About this exercise: Range to output from the entries below: the line containing "batch.targets.reserve(node_ids.len());" through the line containing "j + offset)));". Set it down exactly, ends included, nothing else.

== Provided data

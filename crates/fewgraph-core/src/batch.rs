//! Disjoint-union batching of k-hop sub-graphs.
//!
//! A batch glues the neighborhoods of several episode nodes into one graph
//! the encoder can process in a single forward pass. Sub-graph `i` occupies
//! rows `offsets[i]..offsets[i + 1]`; its local edges are shifted by
//! `offsets[i]`; its target (local index 0) becomes a `true` entry of
//! `classify_mask`.
//!
//! ```text
//! sub-graphs   [3, u1, u2]   [8, u5]
//! node_ids     [3, u1, u2, 8, u5]
//! offsets      [0, 3]
//! edges        (0,1) (0,2) | (3,4)
//! mask         [T, F, F, T, F]
//! targets      [label(3), label(8)]
//! ```
//!
//! The same original node may appear in several segments (two documents
//! shared by one user); segments never share rows.

use crate::algo::khop::KHopExtractor;
use crate::graph::EdgeKind;
use crate::{ClassId, Error, GraphDataset, NodeId, Result};
use ndarray::{concatenate, Array2, Axis};
use std::ops::Range;

/// Merged graph of several sub-graphs with a classify mask.
#[derive(Debug, Clone, PartialEq)]
pub struct Batch {
    /// Original id of every row, in concatenation order.
    pub node_ids: Vec<NodeId>,
    /// Row-gathered features, one row per entry of `node_ids`.
    pub features: Array2<f32>,
    /// Batch-level edges, each undirected edge once.
    pub edges: Vec<(usize, usize)>,
    /// Kind of each edge.
    pub edge_kinds: Vec<EdgeKind>,
    /// `true` exactly at each sub-graph's target row.
    pub classify_mask: Vec<bool>,
    /// Class of each target, in mask order.
    pub targets: Vec<ClassId>,
    /// First row of each sub-graph.
    pub offsets: Vec<usize>,
}

impl Batch {
    /// Batch with no sub-graphs.
    pub fn empty(num_features: usize) -> Self {
        Self {
            node_ids: Vec::new(),
            features: Array2::zeros((0, num_features)),
            edges: Vec::new(),
            edge_kinds: Vec::new(),
            classify_mask: Vec::new(),
            targets: Vec::new(),
            offsets: Vec::new(),
        }
    }

    /// Total rows.
    pub fn num_nodes(&self) -> usize {
        self.node_ids.len()
    }

    /// Undirected edges.
    pub fn num_edges(&self) -> usize {
        self.edges.len()
    }

    /// Number of merged sub-graphs.
    pub fn num_graphs(&self) -> usize {
        self.offsets.len()
    }

    /// Rows of sub-graph `i`.
    pub fn segment(&self, i: usize) -> Range<usize> {
        let end = self
            .offsets
            .get(i + 1)
            .copied()
            .unwrap_or_else(|| self.num_nodes());
        self.offsets[i]..end
    }

    /// Row indices where `classify_mask` is set, ascending.
    pub fn target_rows(&self) -> Vec<usize> {
        self.classify_mask
            .iter()
            .enumerate()
            .filter_map(|(i, &m)| m.then_some(i))
            .collect()
    }

    /// Both orientations of every edge.
    pub fn directed_edges(&self) -> impl Iterator<Item = (usize, usize)> + '_ {
        self.edges.iter().flat_map(|&(i, j)| [(i, j), (j, i)])
    }

    /// COO edge index `(src, dst)` with both orientations, as GNN layers expect.
    pub fn edge_index(&self) -> (Vec<usize>, Vec<usize>) {
        self.directed_edges().unzip()
    }

    /// Concatenate batches, shifting rows of later batches.
    ///
    /// # Errors
    /// `DataIntegrity` if feature dimensions differ.
    pub fn concat(batches: &[Batch]) -> Result<Batch> {
        let Some(first) = batches.first() else {
            return Ok(Batch::empty(0));
        };
        let num_features = first.features.ncols();
        if let Some(bad) = batches.iter().find(|b| b.features.ncols() != num_features) {
            return Err(Error::DataIntegrity(format!(
                "cannot concatenate batches with {} and {} features",
                num_features,
                bad.features.ncols()
            )));
        }

        let mut out = Batch::empty(num_features);
        let views: Vec<_> = batches.iter().map(|b| b.features.view()).collect();
        out.features = concatenate(Axis(0), &views)
            .map_err(|e| Error::DataIntegrity(format!("feature concatenation failed: {e}")))?;

        for batch in batches {
            let shift = out.node_ids.len();
            out.node_ids.extend_from_slice(&batch.node_ids);
            out.edges
                .extend(batch.edges.iter().map(|&(i, j)| (i + shift, j + shift)));
            out.edge_kinds.extend_from_slice(&batch.edge_kinds);
            out.classify_mask.extend_from_slice(&batch.classify_mask);
            out.targets.extend_from_slice(&batch.targets);
            out.offsets.extend(batch.offsets.iter().map(|o| o + shift));
        }
        Ok(out)
    }
}

/// Builds [`Batch`]es from episode node ids.
#[derive(Debug, Clone, Copy)]
pub struct BatchAssembler<'a> {
    dataset: &'a GraphDataset,
    extractor: KHopExtractor<'a>,
}

impl<'a> BatchAssembler<'a> {
    /// Create an assembler over a dataset.
    pub fn new(dataset: &'a GraphDataset) -> Self {
        Self {
            dataset,
            extractor: KHopExtractor::new(dataset),
        }
    }

    /// Extract the `hop_size` neighborhood of every id and merge them in order.
    ///
    /// Targets are the dataset labels of `node_ids`.
    ///
    /// # Errors
    /// - `UnknownNode` for ids outside the graph.
    /// - `DataIntegrity` if a target has no label.
    pub fn assemble(&self, node_ids: &[NodeId], hop_size: usize) -> Result<Batch> {
        let mut batch = Batch::empty(self.dataset.num_features());
        batch.offsets.reserve(node_ids.len());
        batch.targets.reserve(node_ids.len());

        for &target in node_ids {
            let label = self.dataset.label(target).ok_or_else(|| {
                Error::DataIntegrity(format!("batch target {target} has no label"))
            })?;
            let sub = self.extractor.extract(target, hop_size)?;

            let offset = batch.node_ids.len();
            batch.offsets.push(offset);
            batch.targets.push(label);
            batch.classify_mask.push(true);
            batch
                .classify_mask
                .extend(std::iter::repeat(false).take(sub.num_nodes() - 1));
            batch
                .edges
                .extend(sub.edges.iter().map(|&(i, j)| (i + offset, j + offset)));
            batch.edge_kinds.extend_from_slice(&sub.edge_kinds);
            batch.node_ids.extend_from_slice(&sub.nodes);
        }

        batch.features = self
            .dataset
            .feature_matrix()
            .select(Axis(0), &batch.node_ids);
        Ok(batch)
    }
}

#[cfg(test)]
mod tests {
    use super::*;
    use crate::GraphParts;

    fn toy() -> GraphDataset {
        GraphDataset::from_parts(GraphParts::toy(&[0, 0, 0, 1, 1, 1], 2)).unwrap()
    }

    #[test]
    fn test_assemble_offsets_and_mask() {
        let ds = toy();
        let batch = BatchAssembler::new(&ds).assemble(&[0, 3], 1).unwrap();

        assert_eq!(batch.node_ids, vec![0, 6, 7, 3, 12, 13]);
        assert_eq!(batch.offsets, vec![0, 3]);
        assert_eq!(batch.edges, vec![(0, 1), (0, 2), (3, 4), (3, 5)]);
        assert_eq!(
            batch.classify_mask,
            vec![true, false, false, true, false, false]
        );
        assert_eq!(batch.targets, vec![0, 1]);
        assert_eq!(batch.target_rows(), vec![0, 3]);
        assert_eq!(batch.features.nrows(), 6);
        assert_eq!(batch.features.row(3), ds.features(3));
        assert_eq!(batch.segment(1), 3..6);
    }

    #[test]
    fn test_assemble_shared_neighbors_duplicate_rows() {
        let mut parts = GraphParts::toy(&[0, 1], 1);
        parts.edges.push((1, 2));
        let ds = GraphDataset::from_parts(parts).unwrap();
        let batch = BatchAssembler::new(&ds).assemble(&[0, 1], 1).unwrap();
        // user 2 is in both neighborhoods and gets a row in each segment
        assert_eq!(batch.node_ids, vec![0, 2, 1, 2, 3]);
        assert_eq!(batch.target_rows(), vec![0, 2]);
    }

    #[test]
    fn test_assemble_unlabeled_target() {
        let ds = toy();
        assert!(matches!(
            BatchAssembler::new(&ds).assemble(&[6], 1),
            Err(Error::DataIntegrity(_))
        ));
    }

    #[test]
    fn test_assemble_empty() {
        let ds = toy();
        let batch = BatchAssembler::new(&ds).assemble(&[], 2).unwrap();
        assert_eq!(batch.num_nodes(), 0);
        assert_eq!(batch.features.ncols(), ds.num_features());
    }

    #[test]
    fn test_concat_shifts_rows() {
        let ds = toy();
        let asm = BatchAssembler::new(&ds);
        let a = asm.assemble(&[0], 1).unwrap();
        let b = asm.assemble(&[4, 5], 1).unwrap();
        let merged = Batch::concat(&[a.clone(), b.clone()]).unwrap();

        assert_eq!(merged.num_nodes(), a.num_nodes() + b.num_nodes());
        assert_eq!(merged.offsets, vec![0, 3, 6]);
        assert_eq!(merged.targets, vec![0, 1, 1]);
        assert_eq!(merged.target_rows(), vec![0, 3, 6]);
        assert_eq!(merged, asm.assemble(&[0, 4, 5], 1).unwrap());
    }

    #[test]
    fn test_edge_index_both_directions() {
        let ds = toy();
        let batch = BatchAssembler::new(&ds).assemble(&[1], 1).unwrap();
        let (src, dst) = batch.edge_index();
        assert_eq!(src, vec![0, 1, 0, 2]);
        assert_eq!(dst, vec![1, 0, 2, 0]);
    }
}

====

Response area:
        batch.targets.reserve(node_ids.len());

        for &target in node_ids {
            let label = self.dataset.label(target).ok_or_else(|| {
                Error::DataIntegrity(format!("batch target {target} has no label"))
            })?;
            let sub = self.extractor.extract(target, hop_size)?;

            let offset = batch.node_ids.len();
            batch.offsets.push(offset);
            batch.targets.push(label);
            batch.classify_mask.push(true);
            batch
                .classify_mask
                .extend(std::iter::repeat(false).take(sub.num_nodes() - 1));
            batch
                .edges
                .extend(sub.edges.iter().map(|&(i, j)| (i + offset, j + offset)));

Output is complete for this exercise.